After the collapse, the generation mix shifted dramatically as operators struggled to restore the system. Total demand dropped from ~27 GW to just ~16 GW. Interestingly, nuclear generation disappeared completely from the generation stack, confirming that these plants – typically considered the most reliable part of the generation fleet – were forced to disconnect entirely during the event. Solar PV output fell by more than half to 8,236 MW, while other sources like wind and hydro saw similar reductions.
What is system inertia and why does it matter?
System inertia is the inherent resistance to sudden frequency changes provided by the kinetic energy stored in rotating masses of conventional power plants. When a disturbance occurs, this inertia automatically slows the rate of frequency change, giving operators crucial seconds to respond. Consider the difference between a heavily ballasted ship and a lightweight vessel in rough seas. The former can absorb massive waves without capsizing, while the latter remains dangerously vulnerable to sudden squalls.

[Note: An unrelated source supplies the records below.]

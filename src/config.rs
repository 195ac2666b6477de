use crate::limits::*;

#[derive(Debug, Clone, Copy, PartialEq, Eq)]
pub enum OutputFormat {
    Text,
    Json,
}

#[derive(Debug, Clone, PartialEq, Eq)]
pub struct Config {
    pub max_duration_minutes: i64,
    pub notice_window_minutes: i64,
    pub output: OutputFormat,
    pub metrics_port: Option<u16>,
}

impl Default for Config {
    fn default() -> Self {
        Self {
            max_duration_minutes: DEFAULT_MAX_DURATION_MINUTES,
            notice_window_minutes: DEFAULT_NOTICE_WINDOW_MINUTES,
            output: OutputFormat::Text,
            metrics_port: None,
        }
    }
}

impl Config {
    /// Read `SALAS_*` environment variables. Missing or unparseable values keep the default.
    pub fn from_env() -> Self {
        Self::from_lookup(|name| std::env::var(name).ok())
    }

    pub fn from_lookup(lookup: impl Fn(&str) -> Option<String>) -> Self {
        let defaults = Self::default();
        let max_duration_minutes = lookup("SALAS_MAX_DURATION_MINUTES")
            .and_then(|s| s.parse().ok())
            .filter(|m: &i64| *m > 0)
            .unwrap_or(defaults.max_duration_minutes);
        let notice_window_minutes = lookup("SALAS_NOTICE_WINDOW_MINUTES")
            .and_then(|s| s.parse().ok())
            .filter(|m: &i64| *m >= 0)
            .unwrap_or(defaults.notice_window_minutes);
        let output = match lookup("SALAS_OUTPUT").as_deref() {
            Some(s) if s.eq_ignore_ascii_case("json") => OutputFormat::Json,
            _ => OutputFormat::Text,
        };
        let metrics_port = lookup("SALAS_METRICS_PORT").and_then(|s| s.parse().ok());
        Self {
            max_duration_minutes,
            notice_window_minutes,
            output,
            metrics_port,
        }
    }
}

#[cfg(test)]
mod tests {
    use super::*;
    use std::collections::HashMap;

    fn lookup_from(pairs: &[(&str, &str)]) -> impl Fn(&str) -> Option<String> {
        let map: HashMap<String, String> = pairs
            .iter()
            .map(|(k, v)| (k.to_string(), v.to_string()))
            .collect();
        move |name| map.get(name).cloned()
    }

    #[test]
    fn defaults_when_unset() {
        let config = Config::from_lookup(lookup_from(&[]));
        assert_eq!(config, Config::default());
        assert_eq!(config.max_duration_minutes, 120);
        assert_eq!(config.notice_window_minutes, 60);
    }

    #[test]
    fn overrides_from_env() {
        let config = Config::from_lookup(lookup_from(&[
            ("SALAS_MAX_DURATION_MINUTES", "90"),
            ("SALAS_NOTICE_WINDOW_MINUTES", "15"),
            ("SALAS_OUTPUT", "JSON"),
            ("SALAS_METRICS_PORT", "9100"),
        ]));
        assert_eq!(config.max_duration_minutes, 90);
        assert_eq!(config.notice_window_minutes, 15);
        assert_eq!(config.output, OutputFormat::Json);
        assert_eq!(config.metrics_port, Some(9100));
    }

    #[test]
    fn garbage_falls_back_to_default() {
        let config = Config::from_lookup(lookup_from(&[
            ("SALAS_MAX_DURATION_MINUTES", "lots"),
            ("SALAS_NOTICE_WINDOW_MINUTES", "-5"),
            ("SALAS_METRICS_PORT", "99999"),
        ]));
        assert_eq!(config.max_duration_minutes, 120);
        assert_eq!(config.notice_window_minutes, 60);
        assert_eq!(config.metrics_port, None);
    }
}
pub mod clock;
pub mod config;
pub mod engine;
pub mod limits;
pub mod model;
pub mod observability;
pub mod program;
pub mod time;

Power system engineers have been warning about the high penetration of renewables and the inertia-related risk for years. The European Network of Transmission System Operators for Electricity (ENTSO-E) has been sounding increasingly urgent alarms about declining system inertia. Their studies methodically demonstrate that as renewable generation increases, the reduction in rotating mass weakens the grid’s natural ability to resist frequency disturbances and they’ve identified a critical vulnerability: when renewable generation dominates the mix, the resulting low rotating mass and insufficient inertia create conditions where frequency disturbances can accelerate rapidly – precisely the pre-failure conditions that existed in Spain’s grid before today’s collapse. Indeed, these conditions mirror the vulnerabilities observed in previous European events, such as the 2021 Iberian Peninsula separation.